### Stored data
- Opening Delimiter -

// Copyright (c) Contributors to the SPK project.
// SPDX-License-Identifier: Apache-2.0
// https://github.com/spkenv/spk

//! Sequencing of every configured backend mount for one invocation.

use crate::config::Config;
use crate::descriptor::{BackendKind, DescriptorBuilder, Endpoint, MountPlan, MountTarget};
use crate::driver::{CommandRunner, MountDriver, MountStatus};
use crate::region::{HostIdentity, RegionCode, RegionResolver};
use crate::{symlink, Result};

#[cfg(test)]
#[path = "./session_test.rs"]
mod session_test;

/// The stages of a session, in the order that they run.
#[derive(Clone, Copy, Debug, PartialEq, Eq, strum::Display, strum::EnumString)]
#[strum(serialize_all = "snake_case")]
pub enum Stage {
    /// The workspace filesystem, followed by airstore when requested
    WorkspaceFs,
    LegacyBlobFs,
    Manifuse,
}

impl Stage {
    pub const ALL: [Stage; 3] = [Stage::WorkspaceFs, Stage::LegacyBlobFs, Stage::Manifuse];
}

/// How a single stage finished.
#[derive(Clone, Copy, Debug, PartialEq, Eq)]
pub enum StageOutcome {
    /// The stage's kill switch was set
    Skipped,
    Completed { mounted: usize },
}

/// A kill switch that was checked, and whether it was set.
#[derive(Clone, Copy, Debug, PartialEq, Eq)]
pub struct KillSwitch {
    pub stage: Stage,
    pub engaged: bool,
}

/// What a completed session did.
#[derive(Clone, Debug, Default, PartialEq, Eq)]
pub struct SessionReport {
    pub mounted: Vec<MountTarget>,
    pub kill_switches: Vec<KillSwitch>,
}

/// Mounts every configured backend, one target at a time.
///
/// The first failure ends the session. Nothing that was mounted before
/// the failure is undone.
pub struct MountSession<'a> {
    config: &'a Config,
    resolver: RegionResolver<'a>,
    driver: MountDriver<'a>,
    report: SessionReport,
}

impl<'a> MountSession<'a> {
    pub fn new(
        config: &'a Config,
        host: &'a dyn HostIdentity,
        runner: &'a dyn CommandRunner,
    ) -> Self {
        Self {
            config,
            resolver: RegionResolver::new(host, config.host.region.clone()),
            driver: MountDriver::new(&config.driver, &config.blobfs.driver, runner),
            report: SessionReport::default(),
        }
    }

    /// The region of this host, as resolved for the workspace filesystem.
    pub fn host_region(&self) -> Result<RegionCode> {
        self.resolver.host_region()
    }

    /// Run every stage in order, stopping at the first failure.
    pub fn run(mut self) -> Result<SessionReport> {
        for stage in Stage::ALL {
            match self.run_stage(stage)? {
                StageOutcome::Skipped => {}
                StageOutcome::Completed { mounted } => {
                    tracing::debug!(%stage, mounted, "stage complete");
                }
            }
        }
        Ok(self.report)
    }

    /// Run a single stage, honoring its kill switch.
    pub fn run_stage(&mut self, stage: Stage) -> Result<StageOutcome> {
        let engaged = self.kill_switch(stage);
        self.report.kill_switches.push(KillSwitch { stage, engaged });
        if engaged {
            tracing::info!("{stage} is disabled, skipping");
            return Ok(StageOutcome::Skipped);
        }

        let mut mounted = 0;
        for plan in self.plan_stage(stage)? {
            mounted += self.mount_plan(&plan)?;
        }
        Ok(StageOutcome::Completed { mounted })
    }

    /// The plans that a stage would mount, without mounting anything.
    ///
    /// A stage that has been disabled has no plans.
    pub fn plan_stage(&self, stage: Stage) -> Result<Vec<MountPlan>> {
        if self.kill_switch(stage) {
            return Ok(Vec::new());
        }
        match stage {
            Stage::WorkspaceFs => self.plan_workspace_fs(),
            Stage::LegacyBlobFs => self.plan_legacy_blobfs(),
            Stage::Manifuse => self.plan_manifuse(),
        }
    }

    fn kill_switch(&self, stage: Stage) -> bool {
        match stage {
            Stage::WorkspaceFs => self.config.wsf.disabled,
            Stage::LegacyBlobFs => self.config.blobfs.disabled,
            Stage::Manifuse => self.config.manifuse.disabled,
        }
    }

    fn plan_workspace_fs(&self) -> Result<Vec<MountPlan>> {
        let wsf = &self.config.wsf;
        let mut plans = vec![
            DescriptorBuilder::new(
                BackendKind::WorkspaceFs,
                Endpoint::Regional(&wsf.uri_template),
                wsf.selectors(),
            )
            .build(&self.resolver)?,
        ];

        let airstore = &self.config.airstore;
        if !airstore.enabled {
            tracing::debug!("airstore was not requested, skipping");
            return Ok(plans);
        }
        plans.push(
            DescriptorBuilder::new(
                BackendKind::Airstore,
                Endpoint::Regional(&airstore.uri_template),
                airstore.selectors(),
            )
            .build(&self.resolver)?,
        );
        Ok(plans)
    }

    fn plan_legacy_blobfs(&self) -> Result<Vec<MountPlan>> {
        let blobfs = &self.config.blobfs;
        if blobfs.bucket.trim().is_empty() {
            tracing::info!("no bucket configured for blobfs, nothing to mount");
            return Ok(Vec::new());
        }
        let plan = DescriptorBuilder::new(
            BackendKind::LegacyBlobFs,
            Endpoint::bucket(&blobfs.uri_template, blobfs.bucket.trim()),
            blobfs.selectors(),
        )
        .build(&self.resolver)?;
        Ok(vec![plan])
    }

    fn plan_manifuse(&self) -> Result<Vec<MountPlan>> {
        let manifuse = &self.config.manifuse;
        if manifuse.bucket.trim().is_empty() {
            tracing::info!("no bucket configured for manifuse, nothing to mount");
            return Ok(Vec::new());
        }
        let plan = DescriptorBuilder::new(
            BackendKind::BlobStore,
            Endpoint::bucket(&manifuse.uri_template, manifuse.bucket.trim()),
            manifuse.selectors(),
        )
        .build(&self.resolver)?;
        Ok(vec![plan])
    }

    fn mount_plan(&mut self, plan: &MountPlan) -> Result<usize> {
        tracing::debug!(
            kind = %plan.kind,
            mode = %plan.mode,
            targets = plan.targets.len(),
            "mounting"
        );
        let mut mounted = 0;
        for target in plan.targets.iter() {
            if self.driver.invoke(target)? == MountStatus::Mounted {
                self.report.mounted.push(target.clone());
                mounted += 1;
            }
        }
        symlink::apply(plan)?;
        Ok(mounted)
    }
}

- Closing Delimiter -

### GOAL OF THE EXERCISE
Put down each entry again, unchanged and complete.

### ANSWER BELOW
// Copyright (c) Contributors to the SPK project.
// SPDX-License-Identifier: Apache-2.0
// https://github.com/spkenv/spk

//! Sequencing of every configured backend mount for one invocation.

use crate::config::Config;
use crate::descriptor::{BackendKind, DescriptorBuilder, Endpoint, MountPlan, MountTarget};
use crate::driver::{CommandRunner, MountDriver, MountStatus};
use crate::region::{HostIdentity, RegionCode, RegionResolver};
use crate::{symlink, Result};

#[cfg(test)]
#[path = "./session_test.rs"]
mod session_test;

/// The stages of a session, in the order that they run.
#[derive(Clone, Copy, Debug, PartialEq, Eq, strum::Display, strum::EnumString)]
#[strum(serialize_all = "snake_case")]
pub enum Stage {
    /// The workspace filesystem, followed by airstore when requested
    WorkspaceFs,
    LegacyBlobFs,
    Manifuse,
}

impl Stage {
    pub const ALL: [Stage; 3] = [Stage::WorkspaceFs, Stage::LegacyBlobFs, Stage::Manifuse];
}

/// How a single stage finished.
#[derive(Clone, Copy, Debug, PartialEq, Eq)]
pub enum StageOutcome {
    /// The stage's kill switch was set
    Skipped,
    Completed { mounted: usize },
}

/// A kill switch that was checked, and whether it was set.
#[derive(Clone, Copy, Debug, PartialEq, Eq)]
pub struct KillSwitch {
    pub stage: Stage,
    pub engaged: bool,
}

/// What a completed session did.
#[derive(Clone, Debug, Default, PartialEq, Eq)]
pub struct SessionReport {
    pub mounted: Vec<MountTarget>,
    pub kill_switches: Vec<KillSwitch>,
}

/// Mounts every configured backend, one target at a time.
///
/// The first failure ends the session. Nothing that was mounted before
/// the failure is undone.
pub struct MountSession<'a> {
    config: &'a Config,
    resolver: RegionResolver<'a>,
    driver: MountDriver<'a>,
    report: SessionReport,
}

impl<'a> MountSession<'a> {
    pub fn new(
        config: &'a Config,
        host: &'a dyn HostIdentity,
        runner: &'a dyn CommandRunner,
    ) -> Self {
        Self {
            config,
            resolver: RegionResolver::new(host, config.host.region.clone()),
            driver: MountDriver::new(&config.driver, &config.blobfs.driver, runner),
            report: SessionReport::default(),
        }
    }

    /// The region of this host, as resolved for the workspace filesystem.
    pub fn host_region(&self) -> Result<RegionCode> {
        self.resolver.host_region()
    }

    /// Run every stage in order, stopping at the first failure.
    pub fn run(mut self) -> Result<SessionReport> {
        for stage in Stage::ALL {
            match self.run_stage(stage)? {
                StageOutcome::Skipped => {}
                StageOutcome::Completed { mounted } => {
                    tracing::debug!(%stage, mounted, "stage complete");
                }
            }
        }
        Ok(self.report)
    }

    /// Run a single stage, honoring its kill switch.
    pub fn run_stage(&mut self, stage: Stage) -> Result<StageOutcome> {
        let engaged = self.kill_switch(stage);
        self.report.kill_switches.push(KillSwitch { stage, engaged });
        if engaged {
            tracing::info!("{stage} is disabled, skipping");
            return Ok(StageOutcome::Skipped);
        }

        let mut mounted = 0;
        for plan in self.plan_stage(stage)? {
            mounted += self.mount_plan(&plan)?;
        }
        Ok(StageOutcome::Completed { mounted })
    }

    /// The plans that a stage would mount, without mounting anything.
    ///
    /// A stage that has been disabled has no plans.
    pub fn plan_stage(&self, stage: Stage) -> Result<Vec<MountPlan>> {
        if self.kill_switch(stage) {
            return Ok(Vec::new());
        }
        match stage {
            Stage::WorkspaceFs => self.plan_workspace_fs(),
            Stage::LegacyBlobFs => self.plan_legacy_blobfs(),
            Stage::Manifuse => self.plan_manifuse(),
        }
    }

    fn kill_switch(&self, stage: Stage) -> bool {
        match stage {
            Stage::WorkspaceFs => self.config.wsf.disabled,
            Stage::LegacyBlobFs => self.config.blobfs.disabled,
            Stage::Manifuse => self.config.manifuse.disabled,
        }
    }

    fn plan_workspace_fs(&self) -> Result<Vec<MountPlan>> {
        let wsf = &self.config.wsf;
        let mut plans = vec![
            DescriptorBuilder::new(
                BackendKind::WorkspaceFs,
                Endpoint::Regional(&wsf.uri_template),
                wsf.selectors(),
            )
            .build(&self.resolver)?,
        ];

        let airstore = &self.config.airstore;
        if !airstore.enabled {
            tracing::debug!("airstore was not requested, skipping");
            return Ok(plans);
        }
        plans.push(
            DescriptorBuilder::new(
                BackendKind::Airstore,
                Endpoint::Regional(&airstore.uri_template),
                airstore.selectors(),
            )
            .build(&self.resolver)?,
        );
        Ok(plans)
    }

    fn plan_legacy_blobfs(&self) -> Result<Vec<MountPlan>> {
        let blobfs = &self.config.blobfs;
        if blobfs.bucket.trim().is_empty() {
            tracing::info!("no bucket configured for blobfs, nothing to mount");
            return Ok(Vec::new());
        }
        let plan = DescriptorBuilder::new(
            BackendKind::LegacyBlobFs,
            Endpoint::bucket(&blobfs.uri_template, blobfs.bucket.trim()),
            blobfs.selectors(),
        )
        .build(&self.resolver)?;
        Ok(vec![plan])
    }

    fn plan_manifuse(&self) -> Result<Vec<MountPlan>> {
        let manifuse = &self.config.manifuse;
        if manifuse.bucket.trim().is_empty() {
            tracing::info!("no bucket configured for manifuse, nothing to mount");
            return Ok(Vec::new());
        }
        let plan = DescriptorBuilder::new(
            BackendKind::BlobStore,
            Endpoint::bucket(&manifuse.uri_template, manifuse.bucket.trim()),
            manifuse.selectors(),
        )
        .build(&self.resolver)?;
        Ok(vec![plan])
    }

    fn mount_plan(&mut self, plan: &MountPlan) -> Result<usize> {
        tracing::debug!(
            kind = %plan.kind,
            mode = %plan.mode,
            targets = plan.targets.len(),
            "mounting"
        );
        let mut mounted = 0;
        for target in plan.targets.iter() {
            if self.driver.invoke(target)? == MountStatus::Mounted {
                self.report.mounted.push(target.clone());
                mounted += 1;
            }
        }
        symlink::apply(plan)?;
        Ok(mounted)
    }
}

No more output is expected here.